**AIM OF THE EXERCISE:**
Find the word "serde" in the data. Return every line where it appears.

'''

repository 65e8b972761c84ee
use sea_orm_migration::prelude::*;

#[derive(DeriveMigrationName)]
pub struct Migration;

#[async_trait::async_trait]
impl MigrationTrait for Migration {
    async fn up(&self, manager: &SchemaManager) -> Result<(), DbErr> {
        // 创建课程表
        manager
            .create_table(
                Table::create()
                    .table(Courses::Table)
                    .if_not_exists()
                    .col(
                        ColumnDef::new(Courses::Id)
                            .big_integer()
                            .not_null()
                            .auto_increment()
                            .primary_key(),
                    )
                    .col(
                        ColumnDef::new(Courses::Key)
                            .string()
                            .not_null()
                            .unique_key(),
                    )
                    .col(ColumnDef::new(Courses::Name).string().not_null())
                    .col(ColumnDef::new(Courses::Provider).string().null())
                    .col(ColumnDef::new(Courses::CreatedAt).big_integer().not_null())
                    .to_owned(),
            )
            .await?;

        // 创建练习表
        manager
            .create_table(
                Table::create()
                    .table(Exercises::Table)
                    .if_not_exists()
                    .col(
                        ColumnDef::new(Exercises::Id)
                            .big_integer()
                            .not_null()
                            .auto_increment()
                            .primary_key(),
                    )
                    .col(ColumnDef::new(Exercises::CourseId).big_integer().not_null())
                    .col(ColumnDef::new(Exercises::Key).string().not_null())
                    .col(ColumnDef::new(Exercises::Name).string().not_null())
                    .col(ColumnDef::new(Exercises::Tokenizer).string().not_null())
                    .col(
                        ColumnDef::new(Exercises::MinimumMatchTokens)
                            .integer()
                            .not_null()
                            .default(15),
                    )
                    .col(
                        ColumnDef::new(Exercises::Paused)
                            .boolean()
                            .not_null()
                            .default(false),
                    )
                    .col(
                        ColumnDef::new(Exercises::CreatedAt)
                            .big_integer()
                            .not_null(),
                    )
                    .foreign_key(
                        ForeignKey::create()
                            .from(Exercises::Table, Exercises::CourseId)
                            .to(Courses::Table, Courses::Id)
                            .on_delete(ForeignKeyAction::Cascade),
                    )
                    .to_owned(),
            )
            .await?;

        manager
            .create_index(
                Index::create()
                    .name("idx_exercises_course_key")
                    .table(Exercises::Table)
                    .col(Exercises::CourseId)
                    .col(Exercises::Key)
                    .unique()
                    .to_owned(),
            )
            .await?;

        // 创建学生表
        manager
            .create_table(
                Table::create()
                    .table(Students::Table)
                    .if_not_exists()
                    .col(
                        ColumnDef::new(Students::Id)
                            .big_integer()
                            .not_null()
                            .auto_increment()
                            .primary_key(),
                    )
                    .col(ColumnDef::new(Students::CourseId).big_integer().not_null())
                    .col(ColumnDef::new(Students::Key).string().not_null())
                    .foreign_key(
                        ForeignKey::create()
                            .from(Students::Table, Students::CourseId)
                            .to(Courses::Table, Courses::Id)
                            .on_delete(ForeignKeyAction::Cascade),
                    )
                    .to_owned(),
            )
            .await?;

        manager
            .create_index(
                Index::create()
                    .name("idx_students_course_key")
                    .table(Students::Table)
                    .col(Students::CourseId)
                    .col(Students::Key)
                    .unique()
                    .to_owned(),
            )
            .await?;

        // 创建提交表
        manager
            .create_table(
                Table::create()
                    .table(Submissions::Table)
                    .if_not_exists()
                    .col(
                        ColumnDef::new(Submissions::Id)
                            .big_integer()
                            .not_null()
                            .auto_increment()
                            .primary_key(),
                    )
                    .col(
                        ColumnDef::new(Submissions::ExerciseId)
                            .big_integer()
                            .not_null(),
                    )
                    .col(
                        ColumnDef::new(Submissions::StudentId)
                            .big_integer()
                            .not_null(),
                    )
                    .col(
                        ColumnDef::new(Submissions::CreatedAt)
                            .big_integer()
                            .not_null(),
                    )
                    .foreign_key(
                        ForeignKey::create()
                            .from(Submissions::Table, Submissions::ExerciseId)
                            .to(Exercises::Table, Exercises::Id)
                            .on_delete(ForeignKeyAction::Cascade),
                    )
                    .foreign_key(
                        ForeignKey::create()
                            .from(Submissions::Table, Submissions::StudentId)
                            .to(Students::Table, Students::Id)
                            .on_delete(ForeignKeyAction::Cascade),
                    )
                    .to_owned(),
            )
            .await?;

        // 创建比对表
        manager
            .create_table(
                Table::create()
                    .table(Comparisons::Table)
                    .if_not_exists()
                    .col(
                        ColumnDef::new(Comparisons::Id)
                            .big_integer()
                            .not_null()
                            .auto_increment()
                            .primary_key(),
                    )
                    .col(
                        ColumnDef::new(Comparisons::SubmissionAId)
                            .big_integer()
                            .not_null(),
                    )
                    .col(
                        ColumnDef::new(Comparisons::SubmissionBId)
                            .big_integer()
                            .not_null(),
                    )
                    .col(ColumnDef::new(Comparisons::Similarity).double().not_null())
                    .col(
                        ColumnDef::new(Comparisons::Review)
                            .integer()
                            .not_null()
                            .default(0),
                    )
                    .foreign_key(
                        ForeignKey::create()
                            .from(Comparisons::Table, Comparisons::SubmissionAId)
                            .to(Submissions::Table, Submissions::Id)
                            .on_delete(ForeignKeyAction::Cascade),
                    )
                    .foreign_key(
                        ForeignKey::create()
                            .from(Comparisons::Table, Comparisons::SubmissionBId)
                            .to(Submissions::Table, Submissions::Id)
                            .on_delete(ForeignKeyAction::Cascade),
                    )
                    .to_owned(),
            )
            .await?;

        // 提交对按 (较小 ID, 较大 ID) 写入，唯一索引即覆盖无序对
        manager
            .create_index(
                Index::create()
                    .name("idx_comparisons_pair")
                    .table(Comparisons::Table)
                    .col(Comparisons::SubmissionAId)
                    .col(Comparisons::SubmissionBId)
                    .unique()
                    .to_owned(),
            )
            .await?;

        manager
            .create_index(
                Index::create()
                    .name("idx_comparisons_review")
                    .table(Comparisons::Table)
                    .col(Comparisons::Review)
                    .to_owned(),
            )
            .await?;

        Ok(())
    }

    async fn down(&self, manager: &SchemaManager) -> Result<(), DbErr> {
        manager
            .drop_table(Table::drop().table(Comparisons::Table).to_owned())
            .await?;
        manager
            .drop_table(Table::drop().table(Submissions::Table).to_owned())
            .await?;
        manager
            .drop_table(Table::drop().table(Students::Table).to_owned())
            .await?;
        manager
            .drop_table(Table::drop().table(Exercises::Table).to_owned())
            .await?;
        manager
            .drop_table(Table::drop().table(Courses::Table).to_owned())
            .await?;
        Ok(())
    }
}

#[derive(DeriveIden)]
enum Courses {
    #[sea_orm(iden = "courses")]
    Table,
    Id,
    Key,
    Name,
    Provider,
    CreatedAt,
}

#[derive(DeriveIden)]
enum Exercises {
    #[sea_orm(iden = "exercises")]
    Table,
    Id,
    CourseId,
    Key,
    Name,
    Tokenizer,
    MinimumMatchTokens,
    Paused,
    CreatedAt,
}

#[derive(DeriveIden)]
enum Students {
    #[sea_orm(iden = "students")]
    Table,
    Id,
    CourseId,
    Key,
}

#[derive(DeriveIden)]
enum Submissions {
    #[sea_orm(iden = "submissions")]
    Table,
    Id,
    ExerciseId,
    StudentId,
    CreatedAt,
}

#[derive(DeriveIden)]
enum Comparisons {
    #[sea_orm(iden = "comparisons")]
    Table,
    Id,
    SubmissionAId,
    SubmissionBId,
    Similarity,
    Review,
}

'''
'''

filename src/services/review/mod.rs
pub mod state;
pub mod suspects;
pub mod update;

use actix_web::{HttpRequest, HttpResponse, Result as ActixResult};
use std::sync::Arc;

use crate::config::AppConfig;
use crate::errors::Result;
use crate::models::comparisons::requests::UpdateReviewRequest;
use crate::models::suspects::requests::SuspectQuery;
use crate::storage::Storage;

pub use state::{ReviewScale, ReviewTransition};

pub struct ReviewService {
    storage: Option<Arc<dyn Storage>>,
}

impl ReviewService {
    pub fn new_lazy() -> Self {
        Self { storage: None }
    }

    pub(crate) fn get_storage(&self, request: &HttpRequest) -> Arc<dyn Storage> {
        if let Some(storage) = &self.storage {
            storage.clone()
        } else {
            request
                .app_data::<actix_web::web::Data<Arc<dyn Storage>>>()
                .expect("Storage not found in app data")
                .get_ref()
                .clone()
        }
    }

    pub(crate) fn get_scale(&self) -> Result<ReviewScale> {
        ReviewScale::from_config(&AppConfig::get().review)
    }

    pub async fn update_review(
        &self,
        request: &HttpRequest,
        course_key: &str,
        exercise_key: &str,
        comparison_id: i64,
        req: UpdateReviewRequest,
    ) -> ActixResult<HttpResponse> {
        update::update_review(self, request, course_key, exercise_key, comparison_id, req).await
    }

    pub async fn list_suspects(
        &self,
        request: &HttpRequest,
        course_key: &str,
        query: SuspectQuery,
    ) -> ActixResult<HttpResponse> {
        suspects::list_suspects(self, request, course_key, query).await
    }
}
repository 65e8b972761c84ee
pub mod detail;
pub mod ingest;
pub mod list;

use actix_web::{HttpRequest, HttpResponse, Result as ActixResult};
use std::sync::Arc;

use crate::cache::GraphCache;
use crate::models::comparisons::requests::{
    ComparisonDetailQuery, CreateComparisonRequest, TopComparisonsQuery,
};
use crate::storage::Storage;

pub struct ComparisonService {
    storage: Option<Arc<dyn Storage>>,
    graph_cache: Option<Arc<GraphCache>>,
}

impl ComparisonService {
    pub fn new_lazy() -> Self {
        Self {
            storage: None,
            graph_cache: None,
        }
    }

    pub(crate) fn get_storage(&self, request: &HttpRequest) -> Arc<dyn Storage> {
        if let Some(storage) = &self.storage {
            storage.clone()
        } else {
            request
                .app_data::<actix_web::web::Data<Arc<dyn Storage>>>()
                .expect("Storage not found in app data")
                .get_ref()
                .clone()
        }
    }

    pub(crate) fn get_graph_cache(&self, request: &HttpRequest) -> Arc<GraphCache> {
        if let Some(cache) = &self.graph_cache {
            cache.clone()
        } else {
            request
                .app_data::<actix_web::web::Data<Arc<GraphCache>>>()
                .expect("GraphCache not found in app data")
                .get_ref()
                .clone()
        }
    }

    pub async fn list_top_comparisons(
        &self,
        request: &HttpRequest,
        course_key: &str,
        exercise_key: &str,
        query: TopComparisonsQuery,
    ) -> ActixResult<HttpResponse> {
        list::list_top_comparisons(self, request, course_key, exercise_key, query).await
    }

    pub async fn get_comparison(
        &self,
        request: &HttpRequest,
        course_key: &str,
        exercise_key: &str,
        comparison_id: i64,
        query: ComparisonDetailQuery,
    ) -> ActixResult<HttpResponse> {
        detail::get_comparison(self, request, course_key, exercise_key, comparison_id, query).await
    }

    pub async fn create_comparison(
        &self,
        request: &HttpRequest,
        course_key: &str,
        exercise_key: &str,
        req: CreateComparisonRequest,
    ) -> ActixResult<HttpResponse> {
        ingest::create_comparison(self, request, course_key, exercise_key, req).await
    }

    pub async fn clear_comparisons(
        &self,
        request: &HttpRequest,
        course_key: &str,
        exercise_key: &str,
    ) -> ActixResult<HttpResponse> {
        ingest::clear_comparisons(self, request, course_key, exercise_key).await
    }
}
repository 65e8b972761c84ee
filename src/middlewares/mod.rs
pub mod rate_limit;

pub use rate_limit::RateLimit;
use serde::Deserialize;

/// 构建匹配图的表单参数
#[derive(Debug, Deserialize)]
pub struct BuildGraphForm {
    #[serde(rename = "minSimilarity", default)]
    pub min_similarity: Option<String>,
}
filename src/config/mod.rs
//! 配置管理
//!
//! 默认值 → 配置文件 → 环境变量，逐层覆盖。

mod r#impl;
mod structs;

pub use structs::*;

'''

**REPLY:**
use serde::Deserialize;
    #[serde(rename = "minSimilarity", default)]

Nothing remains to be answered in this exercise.